■ **Task details**: Report every line in the listing that contains the string "time".

%%

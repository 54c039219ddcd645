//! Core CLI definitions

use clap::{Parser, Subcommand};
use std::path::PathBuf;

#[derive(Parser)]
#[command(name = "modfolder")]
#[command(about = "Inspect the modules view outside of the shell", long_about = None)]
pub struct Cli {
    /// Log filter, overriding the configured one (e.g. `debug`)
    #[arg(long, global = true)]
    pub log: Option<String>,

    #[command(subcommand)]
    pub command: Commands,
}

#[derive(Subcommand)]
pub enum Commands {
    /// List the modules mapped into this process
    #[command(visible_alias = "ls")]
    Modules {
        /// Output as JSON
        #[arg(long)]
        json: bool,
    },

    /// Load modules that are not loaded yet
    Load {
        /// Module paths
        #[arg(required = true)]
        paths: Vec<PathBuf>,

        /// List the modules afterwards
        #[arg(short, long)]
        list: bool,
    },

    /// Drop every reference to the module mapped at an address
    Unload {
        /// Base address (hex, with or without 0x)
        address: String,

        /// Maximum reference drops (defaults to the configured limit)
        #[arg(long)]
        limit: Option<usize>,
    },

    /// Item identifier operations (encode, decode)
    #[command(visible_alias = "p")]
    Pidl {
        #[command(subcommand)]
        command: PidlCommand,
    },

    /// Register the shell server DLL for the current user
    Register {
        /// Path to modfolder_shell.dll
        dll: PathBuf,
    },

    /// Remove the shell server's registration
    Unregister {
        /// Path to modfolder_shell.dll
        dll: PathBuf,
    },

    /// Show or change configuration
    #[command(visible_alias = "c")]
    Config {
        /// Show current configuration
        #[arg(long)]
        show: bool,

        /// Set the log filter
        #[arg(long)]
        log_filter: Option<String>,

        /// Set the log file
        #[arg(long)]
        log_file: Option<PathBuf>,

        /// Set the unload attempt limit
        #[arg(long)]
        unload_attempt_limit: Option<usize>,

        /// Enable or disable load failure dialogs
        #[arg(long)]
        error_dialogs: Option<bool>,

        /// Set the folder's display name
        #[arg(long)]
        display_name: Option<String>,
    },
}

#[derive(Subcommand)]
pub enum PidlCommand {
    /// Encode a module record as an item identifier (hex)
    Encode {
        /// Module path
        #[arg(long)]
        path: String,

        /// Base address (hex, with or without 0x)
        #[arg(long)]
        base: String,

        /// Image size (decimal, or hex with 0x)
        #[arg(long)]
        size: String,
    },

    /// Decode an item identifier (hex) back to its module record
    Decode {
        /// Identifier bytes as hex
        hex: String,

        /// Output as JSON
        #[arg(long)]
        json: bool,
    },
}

%%
%%

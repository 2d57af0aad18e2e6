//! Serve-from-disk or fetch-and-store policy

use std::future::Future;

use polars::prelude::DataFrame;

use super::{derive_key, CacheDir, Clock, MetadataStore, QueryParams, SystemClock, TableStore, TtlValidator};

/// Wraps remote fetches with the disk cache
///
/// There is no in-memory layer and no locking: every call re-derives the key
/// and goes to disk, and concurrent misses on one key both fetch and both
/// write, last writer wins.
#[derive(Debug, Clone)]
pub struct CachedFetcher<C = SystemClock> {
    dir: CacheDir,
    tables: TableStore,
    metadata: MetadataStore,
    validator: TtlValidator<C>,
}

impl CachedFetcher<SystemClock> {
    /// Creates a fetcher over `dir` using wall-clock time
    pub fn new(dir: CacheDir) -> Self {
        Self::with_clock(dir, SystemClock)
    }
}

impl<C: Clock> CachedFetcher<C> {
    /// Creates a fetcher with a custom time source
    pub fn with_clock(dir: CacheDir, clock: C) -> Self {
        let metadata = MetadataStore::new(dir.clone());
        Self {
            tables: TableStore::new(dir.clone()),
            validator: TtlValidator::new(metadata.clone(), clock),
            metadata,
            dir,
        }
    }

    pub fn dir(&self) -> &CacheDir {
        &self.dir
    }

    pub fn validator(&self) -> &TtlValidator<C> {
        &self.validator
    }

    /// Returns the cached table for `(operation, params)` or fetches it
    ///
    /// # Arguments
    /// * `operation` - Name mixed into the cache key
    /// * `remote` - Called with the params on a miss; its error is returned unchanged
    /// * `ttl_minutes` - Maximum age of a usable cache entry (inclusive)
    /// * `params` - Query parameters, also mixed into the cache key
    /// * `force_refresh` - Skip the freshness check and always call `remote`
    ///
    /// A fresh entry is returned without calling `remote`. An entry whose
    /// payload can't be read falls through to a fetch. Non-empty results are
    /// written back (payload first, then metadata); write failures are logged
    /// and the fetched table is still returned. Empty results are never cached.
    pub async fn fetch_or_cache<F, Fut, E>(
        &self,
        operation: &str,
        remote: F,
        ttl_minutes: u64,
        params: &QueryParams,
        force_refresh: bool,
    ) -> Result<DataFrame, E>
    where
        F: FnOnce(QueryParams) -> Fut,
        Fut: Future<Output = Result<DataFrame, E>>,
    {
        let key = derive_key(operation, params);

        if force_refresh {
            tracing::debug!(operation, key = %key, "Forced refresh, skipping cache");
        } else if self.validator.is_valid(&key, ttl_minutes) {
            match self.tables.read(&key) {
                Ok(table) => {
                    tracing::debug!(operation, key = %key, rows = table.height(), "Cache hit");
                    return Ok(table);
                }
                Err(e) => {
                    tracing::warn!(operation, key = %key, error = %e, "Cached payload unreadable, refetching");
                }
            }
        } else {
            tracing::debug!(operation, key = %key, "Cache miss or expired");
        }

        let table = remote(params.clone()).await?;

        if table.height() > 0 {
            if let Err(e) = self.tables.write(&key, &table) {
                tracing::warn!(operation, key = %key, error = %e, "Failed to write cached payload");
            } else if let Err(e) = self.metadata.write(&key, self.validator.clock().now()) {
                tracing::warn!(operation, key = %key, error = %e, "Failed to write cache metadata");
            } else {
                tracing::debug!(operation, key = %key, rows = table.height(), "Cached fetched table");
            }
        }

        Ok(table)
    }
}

%%

■ **Expected answer**:
    /// Creates a fetcher over `dir` using wall-clock time
    /// Creates a fetcher with a custom time source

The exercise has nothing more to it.